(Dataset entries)
★ ★ ★ ★ ★

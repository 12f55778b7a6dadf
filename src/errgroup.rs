//! Fire-and-forget task group that keeps the first error.

use std::any::Any;
use std::fmt;
use std::future::Future;
use std::panic::{self, AssertUnwindSafe};
use std::sync::{Arc, Mutex, MutexGuard, PoisonError};

use futures::FutureExt;
use tokio::runtime::Handle;
use tokio::sync::Notify;

use crate::builder::Builder;
use crate::common::Bounded;
use crate::limiter::Limiter;

/// Runs operations concurrently, at most `limit` at a time, and remembers
/// the first one that failed.
///
/// A failure does not cancel operations that are already running. Operations
/// that are admitted after an error or a panic has been recorded are skipped.
/// ```rust
/// use futures_limiter::ErrGroup;
///
/// tokio_test::block_on(async {
///     let group = ErrGroup::new(2);
///     for n in 0..4u32 {
///         group.spawn(async move {
///             if n == 3 {
///                 Err(n)
///             } else {
///                 Ok(())
///             }
///         });
///     }
///     assert_eq!(group.wait().await, Err(3));
///     assert_eq!(group.outstanding(), 0);
/// });
/// ```
pub struct ErrGroup<E> {
    shared: Arc<Shared<E>>,
    limiter: Limiter,
    handle: Handle,
    name: &'static str,
}

struct Shared<E> {
    state: Mutex<State<E>>,
    notify: Notify,
}

struct State<E> {
    outstanding: usize,
    first_error: Option<E>,
    panic: Option<Box<dyn Any + Send + 'static>>,
}

impl<E> ErrGroup<E>
where
    E: Send + 'static,
{
    /// Creates a group running at most `limit` operations at once.
    ///
    /// Panics if `limit` is 0 or if called outside of a tokio runtime.
    pub fn new(limit: usize) -> Self {
        Builder::new(limit).err_group()
    }

    pub(crate) fn from_parts(limiter: Limiter, handle: Handle, name: &'static str) -> Self {
        ErrGroup {
            shared: Arc::new(Shared {
                state: Mutex::new(State {
                    outstanding: 0,
                    first_error: None,
                    panic: None,
                }),
                notify: Notify::new(),
            }),
            limiter,
            handle,
            name,
        }
    }

    /// Runs `op` in the background once a slot is free.
    ///
    /// If some operation has already failed or panicked by the time `op` is
    /// admitted, `op` is dropped without being polled.
    pub fn spawn<F>(&self, op: F)
    where
        F: Future<Output = Result<(), E>> + Send + 'static,
    {
        let outstanding = {
            let mut state = self.shared.lock();
            state.outstanding += 1;
            state.outstanding
        };
        tracing::trace!(group = self.name, outstanding, "operation spawned");

        let finished = Finished {
            shared: Arc::clone(&self.shared),
            name: self.name,
        };
        let limiter = self.limiter.clone();

        self.handle.spawn(async move {
            // Locals drop in reverse order: the slot is released before the
            // operation counts as finished.
            let finished = finished;
            let permit = limiter.acquire().await;
            if finished.shared.lock().has_failed() {
                tracing::trace!(group = finished.name, "skipping operation after failure");
                return;
            }

            match AssertUnwindSafe(op).catch_unwind().await {
                Ok(Ok(())) => {}
                Ok(Err(err)) => finished.record_error(err),
                Err(payload) => finished.record_panic(payload),
            }
            drop(permit);
        });
    }

    /// Waits until every spawned operation has finished, then returns the
    /// first recorded error.
    ///
    /// The error is taken out of the group, so a later `wait` only reports
    /// failures from operations spawned after this one returned. If an
    /// operation panicked, the panic is resumed here instead and any
    /// recorded error is discarded.
    pub async fn wait(&self) -> Result<(), E> {
        loop {
            let notified = self.shared.notify.notified();
            tokio::pin!(notified);
            notified.as_mut().enable();

            {
                let mut state = self.shared.lock();
                if state.outstanding == 0 {
                    if let Some(payload) = state.panic.take() {
                        state.first_error = None;
                        drop(state);
                        panic::resume_unwind(payload);
                    }
                    return match state.first_error.take() {
                        Some(err) => Err(err),
                        None => Ok(()),
                    };
                }
            }

            notified.await;
        }
    }
}

impl<E> ErrGroup<E> {
    /// The number of spawned operations that have not finished yet.
    pub fn outstanding(&self) -> usize {
        self.shared.lock().outstanding
    }
}

impl<E> Bounded for ErrGroup<E> {
    fn limit(&self) -> usize {
        self.limiter.capacity()
    }

    fn in_flight(&self) -> usize {
        self.limiter.in_use()
    }
}

impl<E> fmt::Debug for ErrGroup<E> {
    fn fmt(&self, f: &mut fmt::Formatter<'_>) -> fmt::Result {
        f.debug_struct("ErrGroup")
            .field("name", &self.name)
            .field("outstanding", &self.outstanding())
            .field("limiter", &self.limiter)
            .finish()
    }
}

impl<E> Shared<E> {
    fn lock(&self) -> MutexGuard<'_, State<E>> {
        self.state.lock().unwrap_or_else(PoisonError::into_inner)
    }
}

impl<E> State<E> {
    fn has_failed(&self) -> bool {
        self.first_error.is_some() || self.panic.is_some()
    }
}

/// Marks one operation as finished when dropped, whether it ran, was
/// skipped, or its task was dropped by the runtime.
struct Finished<E> {
    shared: Arc<Shared<E>>,
    name: &'static str,
}

impl<E> Finished<E> {
    fn record_error(&self, err: E) {
        let mut state = self.shared.lock();
        if state.first_error.is_none() {
            tracing::debug!(group = self.name, "recording first error");
            state.first_error = Some(err);
        } else {
            tracing::trace!(group = self.name, "discarding later error");
        }
    }

    fn record_panic(&self, payload: Box<dyn Any + Send + 'static>) {
        tracing::warn!(group = self.name, "operation panicked");
        let mut state = self.shared.lock();
        if state.panic.is_none() {
            state.panic = Some(payload);
        }
    }
}

impl<E> Drop for Finished<E> {
    fn drop(&mut self) {
        let done = {
            let mut state = self.shared.lock();
            state.outstanding -= 1;
            state.outstanding == 0
        };
        if done {
            tracing::trace!(group = self.name, "all operations finished");
            self.shared.notify.notify_waiters();
        }
    }
}

#[cfg(test)]
mod tests {
    use std::sync::atomic::{AtomicBool, AtomicUsize, Ordering};
    use std::time::Duration;

    use tokio::sync::Barrier;

    use super::*;

    #[derive(Debug, PartialEq)]
    struct Failure(usize);

    async fn explode() -> Result<(), Failure> {
        panic!("operation blew up")
    }

    #[tokio::test(flavor = "multi_thread", worker_threads = 4)]
    async fn test_wait_returns_error_after_all_complete() {
        const K: usize = 8;
        let group: ErrGroup<Failure> = ErrGroup::new(K);
        let barrier = Arc::new(Barrier::new(K));
        let completed = Arc::new(AtomicUsize::new(0));

        for i in 0..K {
            let barrier = Arc::clone(&barrier);
            let completed = Arc::clone(&completed);
            group.spawn(async move {
                // Every operation is running before the failure is recorded.
                barrier.wait().await;
                if i == 3 {
                    completed.fetch_add(1, Ordering::SeqCst);
                    return Err(Failure(i));
                }
                tokio::time::sleep(Duration::from_millis(20)).await;
                completed.fetch_add(1, Ordering::SeqCst);
                Ok(())
            });
        }

        assert_eq!(group.wait().await, Err(Failure(3)));
        assert_eq!(completed.load(Ordering::SeqCst), K);
        assert_eq!(group.outstanding(), 0);
        assert_eq!(group.in_flight(), 0);
    }

    #[tokio::test]
    async fn test_wait_without_operations() {
        let group: ErrGroup<Failure> = ErrGroup::new(1);
        assert_eq!(group.wait().await, Ok(()));
    }

    #[tokio::test(flavor = "multi_thread", worker_threads = 4)]
    async fn test_all_succeed_with_bounded_concurrency() {
        let group: ErrGroup<Failure> = ErrGroup::new(3);
        let running = Arc::new(AtomicUsize::new(0));
        let max_seen = Arc::new(AtomicUsize::new(0));

        for _ in 0..50 {
            let running = Arc::clone(&running);
            let max_seen = Arc::clone(&max_seen);
            group.spawn(async move {
                let now = running.fetch_add(1, Ordering::SeqCst) + 1;
                max_seen.fetch_max(now, Ordering::SeqCst);
                tokio::time::sleep(Duration::from_millis(1)).await;
                running.fetch_sub(1, Ordering::SeqCst);
                Ok(())
            });
        }

        assert_eq!(group.wait().await, Ok(()));
        assert!(max_seen.load(Ordering::SeqCst) <= 3);
    }

    #[tokio::test]
    async fn test_first_error_wins_and_later_ops_are_skipped() {
        // Single-threaded runtime: tasks are admitted in spawn order.
        let group: ErrGroup<Failure> = ErrGroup::new(1);
        let ran_late = Arc::new(AtomicBool::new(false));

        group.spawn(async { Err(Failure(1)) });
        group.spawn(async { Err(Failure(2)) });
        {
            let ran_late = Arc::clone(&ran_late);
            group.spawn(async move {
                ran_late.store(true, Ordering::SeqCst);
                Ok(())
            });
        }

        assert_eq!(group.wait().await, Err(Failure(1)));
        assert!(!ran_late.load(Ordering::SeqCst));

        // The error was taken; the group is usable again.
        group.spawn(async { Ok(()) });
        assert_eq!(group.wait().await, Ok(()));
    }

    #[tokio::test(flavor = "multi_thread", worker_threads = 2)]
    async fn test_panic_resumes_on_wait() {
        let group: ErrGroup<Failure> = ErrGroup::new(2);
        group.spawn(explode());
        group.spawn(async { Ok(()) });

        let result = AssertUnwindSafe(group.wait()).catch_unwind().await;
        let payload = result.unwrap_err();
        assert_eq!(payload.downcast_ref::<&str>(), Some(&"operation blew up"));
        assert_eq!(group.outstanding(), 0);
        assert_eq!(group.in_flight(), 0);
    }

    #[tokio::test(flavor = "multi_thread", worker_threads = 2)]
    async fn test_panic_discards_recorded_error() {
        let group: ErrGroup<Failure> = ErrGroup::new(2);
        let barrier = Arc::new(Barrier::new(2));
        {
            // Both operations are running before either one fails.
            let barrier = Arc::clone(&barrier);
            group.spawn(async move {
                barrier.wait().await;
                explode().await
            });
        }
        group.spawn(async move {
            barrier.wait().await;
            Err(Failure(7))
        });

        let result = AssertUnwindSafe(group.wait()).catch_unwind().await;
        assert!(result.is_err());
        assert_eq!(group.wait().await, Ok(()));
    }

    #[tokio::test]
    async fn test_operations_skipped_after_panic() {
        // Single-threaded runtime: tasks are admitted in spawn order.
        let group: ErrGroup<Failure> = ErrGroup::new(1);
        let ran_late = Arc::new(AtomicBool::new(false));

        group.spawn(explode());
        {
            let ran_late = Arc::clone(&ran_late);
            group.spawn(async move {
                ran_late.store(true, Ordering::SeqCst);
                Ok(())
            });
        }

        let result = AssertUnwindSafe(group.wait()).catch_unwind().await;
        assert!(result.is_err());
        assert!(!ran_late.load(Ordering::SeqCst));
        assert_eq!(group.outstanding(), 0);
    }
}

★ ★ ★ ★ ★

Task item: Filter by the word "dropped": copy every line of the data that holds it.

Result of the exercise:
    /// admitted, `op` is dropped without being polled.
/// Marks one operation as finished when dropped, whether it ran, was
/// skipped, or its task was dropped by the runtime.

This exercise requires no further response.